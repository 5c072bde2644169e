//! Declaration nodes: program, sections, procedures and type expressions.
//!
//! An SNL declaration part is an ordered list of sections. The parser
//! emits type sections, then variable sections, then procedures; the
//! analyzer relies on that order when it freezes a procedure's frame.

use snl_core::Span;

use crate::node::{Ident, NodeId};
use crate::stmt::Stmt;

/// A complete program: `program name decls begin body end.`
#[derive(Debug, Clone, Copy, PartialEq)]
pub struct Program<'ast> {
    /// Program name
    pub name: Ident<'ast>,
    /// Top-level declarations
    pub decls: &'ast [Decl<'ast>],
    /// Main statement list
    pub body: &'ast [Stmt<'ast>],
    /// Source location
    pub span: Span,
}

/// One entry of a declaration part.
#[derive(Debug, Clone, Copy, PartialEq)]
pub enum Decl<'ast> {
    /// `type t1 = ...; t2 = ...;`
    Types(TypeSection<'ast>),
    /// `var integer a, b; char c;`
    Vars(VarSection<'ast>),
    /// `procedure p(...); ... begin ... end`
    Procedure(&'ast ProcDecl<'ast>),
}

impl Decl<'_> {
    /// Get the span of this declaration.
    pub fn span(&self) -> Span {
        match self {
            Decl::Types(s) => s.span,
            Decl::Vars(s) => s.span,
            Decl::Procedure(p) => p.span,
        }
    }
}

/// A `type` section.
#[derive(Debug, Clone, Copy, PartialEq)]
pub struct TypeSection<'ast> {
    pub decls: &'ast [TypeDecl<'ast>],
    pub span: Span,
}

/// A single `name = type` declaration.
#[derive(Debug, Clone, Copy, PartialEq)]
pub struct TypeDecl<'ast> {
    pub name: Ident<'ast>,
    pub ty: TypeExpr<'ast>,
    pub span: Span,
}

/// A `var` section.
#[derive(Debug, Clone, Copy, PartialEq)]
pub struct VarSection<'ast> {
    pub decls: &'ast [VarDecl<'ast>],
    pub span: Span,
}

/// One declaration group: several names sharing one type.
#[derive(Debug, Clone, Copy, PartialEq)]
pub struct VarDecl<'ast> {
    pub id: NodeId,
    pub names: &'ast [Ident<'ast>],
    pub ty: TypeExpr<'ast>,
    pub span: Span,
}

/// How a parameter is passed.
#[derive(Debug, Clone, Copy, PartialEq, Eq, Hash)]
pub enum ParamMode {
    /// Copied into the callee's frame.
    Value,
    /// `var` parameter: the callee receives the caller's storage address.
    Reference,
}

/// One parameter group of a procedure header.
#[derive(Debug, Clone, Copy, PartialEq)]
pub struct ParamDecl<'ast> {
    pub id: NodeId,
    pub mode: ParamMode,
    pub names: &'ast [Ident<'ast>],
    pub ty: TypeExpr<'ast>,
    pub span: Span,
}

/// A procedure declaration with its nested declarations and body.
#[derive(Debug, Clone, Copy, PartialEq)]
pub struct ProcDecl<'ast> {
    pub id: NodeId,
    pub name: Ident<'ast>,
    pub params: &'ast [ParamDecl<'ast>],
    pub decls: &'ast [Decl<'ast>],
    pub body: &'ast [Stmt<'ast>],
    pub span: Span,
}

/// A type as written in a declaration.
#[derive(Debug, Clone, Copy, PartialEq)]
pub enum TypeExpr<'ast> {
    /// `integer`
    Integer(Span),
    /// `char`
    Char(Span),
    /// A previously declared type name
    Named(Ident<'ast>),
    /// `array [low..high] of element`
    Array(&'ast ArrayTypeExpr<'ast>),
    /// `record ... end`
    Record(&'ast RecordTypeExpr<'ast>),
}

impl TypeExpr<'_> {
    /// Get the span of this type expression.
    pub fn span(&self) -> Span {
        match self {
            TypeExpr::Integer(span) | TypeExpr::Char(span) => *span,
            TypeExpr::Named(ident) => ident.span,
            TypeExpr::Array(array) => array.span,
            TypeExpr::Record(record) => record.span,
        }
    }
}

/// `array [low..high] of element`
#[derive(Debug, Clone, Copy, PartialEq)]
pub struct ArrayTypeExpr<'ast> {
    pub low: i64,
    pub high: i64,
    pub element: TypeExpr<'ast>,
    pub span: Span,
}

/// `record fields end`
#[derive(Debug, Clone, Copy, PartialEq)]
pub struct RecordTypeExpr<'ast> {
    pub fields: &'ast [FieldDecl<'ast>],
    pub span: Span,
}

/// One field group of a record: several names sharing one type.
#[derive(Debug, Clone, Copy, PartialEq)]
pub struct FieldDecl<'ast> {
    pub names: &'ast [Ident<'ast>],
    pub ty: TypeExpr<'ast>,
    pub span: Span,
}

★ ★ ★ ★ ★

● Requirement
From the entries above, extract only the lines running from the one containing "integer a, b;" through the one containing "pub struct TypeSection<'ast>", inclusive.

● Your solution
    /// `var integer a, b; char c;`
    Vars(VarSection<'ast>),
    /// `procedure p(...); ... begin ... end`
    Procedure(&'ast ProcDecl<'ast>),
}

impl Decl<'_> {
    /// Get the span of this declaration.
    pub fn span(&self) -> Span {
        match self {
            Decl::Types(s) => s.span,
            Decl::Vars(s) => s.span,
            Decl::Procedure(p) => p.span,
        }
    }
}

/// A `type` section.
#[derive(Debug, Clone, Copy, PartialEq)]
pub struct TypeSection<'ast> {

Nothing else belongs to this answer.